- **Aim of the exercise**
Would you please copy each line of the data in which the string "masked" occurs?

- **Data section**
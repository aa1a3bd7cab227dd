use ndarray::{Axis, Zip};
use tracing::{debug, warn};

use super::rules::CorrectionKind;
use crate::grid::calendar::month_of_step;
use crate::grid::{BiasField, FieldError, TimeSeries};

/// Removes a monthly bias from a whole-year monthly time series.
///
/// Step `i` of `raw` is corrected with month `i % 12` of `bias`, so `raw`
/// must start in January. The operator is the inverse of the one used to
/// compute the bias: correcting a climatology with its own bias against
/// itself returns it unchanged.
///
/// A multiplicative bias of exactly zero only arises where the simulated
/// climatology was zero; those cells stay zero.
///
/// A power bias relates fractions, so `raw` is taken to a fraction before
/// the exponent and back to its own unit afterwards.
///
/// # Errors
///
/// * [`FieldError::GridMismatch`] if the grids differ.
/// * [`FieldError::UnsupportedUnits`] for a power bias on values that are
///   neither a fraction nor a percentage.
pub fn apply_bias(raw: &TimeSeries, bias: &BiasField) -> Result<TimeSeries, FieldError> {
    let raw_field = raw.field();
    let bias_field = bias.field();
    raw_field.ensure_same_grid(bias_field)?;

    let fill = raw_field.output_fill_value();
    let kind = bias.kind();
    let to_fraction = match kind {
        CorrectionKind::Power => {
            raw_field
                .unit()
                .to_fraction(1.0)
                .ok_or_else(|| FieldError::UnsupportedUnits {
                    variable: raw_field.variable_name().to_string(),
                    units: raw_field.units().to_string(),
                    expected: "a cloud fraction",
                })?
        }
        _ => 1.0,
    };
    let mut masked = 0usize;
    let mut corrected = raw_field.values().clone();

    for (t, mut slab) in corrected.axis_iter_mut(Axis(0)).enumerate() {
        let month_bias = bias_field.step(month_of_step(t));
        Zip::from(&mut slab).and(&month_bias).for_each(|v, &b| {
            if raw_field.is_missing(*v) || bias_field.is_missing(b) {
                masked += 1;
                *v = fill;
                return;
            }
            let value = match kind {
                CorrectionKind::Additive => *v - b,
                CorrectionKind::Multiplicative if b == 0.0 => 0.0,
                CorrectionKind::Multiplicative => *v / b,
                CorrectionKind::Power => (*v * to_fraction).powf(1.0 / b) / to_fraction,
            };
            if value.is_finite() {
                *v = value;
            } else {
                masked += 1;
                *v = fill;
            }
        });
    }

    if masked > 0 {
        warn!(
            variable = raw_field.variable_name(),
            masked, "cells could not be corrected, written as fill value"
        );
    }
    debug!(
        variable = raw_field.variable_name(),
        years = raw.years(),
        kind = %kind,
        "applied monthly bias"
    );

    TimeSeries::new(raw_field.derive(
        raw_field.variable_name(),
        raw_field.units(),
        corrected,
        raw_field.time().to_vec(),
    ))
}

#[cfg(test)]
mod tests {
    use super::*;
    use crate::bias::{BiasCalculator, BiasRules};
    use crate::grid::{GridField, GridShape, MonthlyClimatology};
    use approx::assert_relative_eq;
    use ndarray::Array3;

    fn varying_climatology(name: &str, units: &str, base: f64) -> MonthlyClimatology {
        let values = Array3::from_shape_fn((12, 3, 2), |(t, y, x)| {
            base + t as f64 * 0.7 + y as f64 * 0.1 + x as f64 * 0.05
        });
        MonthlyClimatology::new(GridField::new(name, units, values)).unwrap()
    }

    fn assert_self_correction_is_identity(name: &str, units: &str, base: f64) {
        let clim = varying_climatology(name, units, base);
        let bias = BiasCalculator::new(BiasRules::default())
            .compute_bias(&clim, name, &clim, name)
            .unwrap();
        let series = clim.tile(5);
        let corrected = apply_bias(&series, &bias).unwrap();

        assert_eq!(corrected.field().shape(), series.field().shape());
        for (a, b) in corrected.field().values().iter().zip(series.field().values()) {
            assert_relative_eq!(*a, *b, max_relative = 1e-12);
        }
    }

    #[test]
    fn test_self_correction_additive() {
        assert_self_correction_is_identity("TREFHT", "K", 250.0);
    }

    #[test]
    fn test_self_correction_multiplicative() {
        assert_self_correction_is_identity("PRECT", "kg/m2/s", 1e-5);
    }

    #[test]
    fn test_self_correction_power() {
        let values = Array3::from_shape_fn((12, 2, 2), |(t, y, x)| {
            0.05 + 0.07 * t as f64 + 0.01 * (y + x) as f64
        });
        let clim = MonthlyClimatology::new(GridField::new("CLDTOT", "1", values)).unwrap();
        let bias = BiasCalculator::default()
            .compute_bias(&clim, "CLDTOT", &clim, "CLDTOT")
            .unwrap();
        let series = clim.tile(2);
        let corrected = apply_bias(&series, &bias).unwrap();
        for (a, b) in corrected.field().values().iter().zip(series.field().values()) {
            assert_relative_eq!(*a, *b, max_relative = 1e-12);
        }
    }

    #[test]
    fn test_power_correction_of_percent_series() {
        let sim = MonthlyClimatology::new(GridField::filled(
            "CLDTOT",
            "%",
            GridShape { steps: 12, lat: 1, lon: 2 },
            50.0,
        ))
        .unwrap();
        let obs = MonthlyClimatology::new(GridField::filled(
            "cld",
            "%",
            GridShape { steps: 12, lat: 1, lon: 2 },
            25.0,
        ))
        .unwrap();
        let bias = BiasCalculator::default()
            .compute_bias(&sim, "CLDTOT", &obs, "cld")
            .unwrap();
        assert_relative_eq!(bias.field().values()[[0, 0, 0]], 0.5, max_relative = 1e-12);

        let corrected = apply_bias(&sim.tile(1), &bias).unwrap();
        assert_eq!(corrected.field().units(), "%");
        for &v in corrected.field().values() {
            assert_relative_eq!(v, 25.0, max_relative = 1e-9);
        }
    }

    #[test]
    fn test_power_correction_needs_fraction_units() {
        let series = TimeSeries::new(GridField::filled(
            "CLDTOT",
            "",
            GridShape { steps: 12, lat: 1, lon: 1 },
            0.5,
        ))
        .unwrap();
        let bias = BiasField::new(
            MonthlyClimatology::new(GridField::filled(
                "CLDTOT",
                "1",
                GridShape { steps: 12, lat: 1, lon: 1 },
                2.0,
            ))
            .unwrap(),
            CorrectionKind::Power,
        );
        assert!(matches!(
            apply_bias(&series, &bias),
            Err(FieldError::UnsupportedUnits { .. })
        ));
    }

    #[test]
    fn test_self_correction_with_dry_cells() {
        let clim = MonthlyClimatology::new(GridField::filled(
            "PRECT",
            "mm/month",
            GridShape { steps: 12, lat: 1, lon: 1 },
            0.0,
        ))
        .unwrap();
        let bias = BiasCalculator::default()
            .compute_bias(&clim, "PRECT", &clim, "PRECT")
            .unwrap();
        let corrected = apply_bias(&clim.tile(1), &bias).unwrap();
        assert!(corrected.field().values().iter().all(|&v| v == 0.0));
    }

    #[test]
    fn test_multiplicative_scenario() {
        let series = TimeSeries::new(GridField::filled(
            "PRECT",
            "mm/month",
            GridShape { steps: 24, lat: 2, lon: 3 },
            62.0,
        ))
        .unwrap();
        let bias = BiasField::new(
            MonthlyClimatology::new(GridField::filled(
                "PRECT",
                "1",
                GridShape { steps: 12, lat: 2, lon: 3 },
                2.0,
            ))
            .unwrap(),
            CorrectionKind::Multiplicative,
        );

        let corrected = apply_bias(&series, &bias).unwrap();
        assert_eq!(corrected.field().shape().steps, 24);
        assert_eq!(corrected.field().units(), "mm/month");
        assert!(corrected.field().values().iter().all(|&v| v == 31.0));
    }

    #[test]
    fn test_additive_bias_is_subtracted_per_month() {
        let series = TimeSeries::new(GridField::filled(
            "TREFHT",
            "K",
            GridShape { steps: 24, lat: 1, lon: 1 },
            280.0,
        ))
        .unwrap();
        let bias_values = Array3::from_shape_fn((12, 1, 1), |(t, _, _)| t as f64);
        let bias = BiasField::new(
            MonthlyClimatology::new(GridField::new("TREFHT", "K", bias_values)).unwrap(),
            CorrectionKind::Additive,
        );

        let corrected = apply_bias(&series, &bias).unwrap();
        assert_eq!(corrected.field().values()[[0, 0, 0]], 280.0);
        assert_eq!(corrected.field().values()[[5, 0, 0]], 275.0);
        assert_eq!(corrected.field().values()[[17, 0, 0]], 275.0);
    }

    #[test]
    fn test_grid_mismatch() {
        let series = TimeSeries::new(GridField::filled(
            "TREFHT",
            "K",
            GridShape { steps: 12, lat: 2, lon: 2 },
            280.0,
        ))
        .unwrap();
        let bias = BiasField::new(
            MonthlyClimatology::new(GridField::filled(
                "TREFHT",
                "K",
                GridShape { steps: 12, lat: 2, lon: 3 },
                1.0,
            ))
            .unwrap(),
            CorrectionKind::Additive,
        );
        assert!(matches!(
            apply_bias(&series, &bias),
            Err(FieldError::GridMismatch { .. })
        ));
    }

    #[test]
    fn test_missing_raw_cells_stay_missing() {
        let mut values = Array3::from_elem((12, 1, 2), 10.0);
        values[[3, 0, 1]] = f64::NAN;
        let series = TimeSeries::new(GridField::new("PRECT", "mm/month", values)).unwrap();
        let bias = BiasField::new(
            MonthlyClimatology::new(GridField::filled(
                "PRECT",
                "1",
                GridShape { steps: 12, lat: 1, lon: 2 },
                2.0,
            ))
            .unwrap(),
            CorrectionKind::Multiplicative,
        );
        let corrected = apply_bias(&series, &bias).unwrap();
        let field = corrected.field();
        assert_eq!(field.values()[[3, 0, 1]], crate::grid::DEFAULT_FILL_VALUE);
        assert!(field.is_missing(field.values()[[3, 0, 1]]));
        assert_eq!(field.values()[[3, 0, 0]], 5.0);
    }
}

- **Your solution**
    let mut masked = 0usize;
                masked += 1;
                masked += 1;
    if masked > 0 {
            masked, "cells could not be corrected, written as fill value"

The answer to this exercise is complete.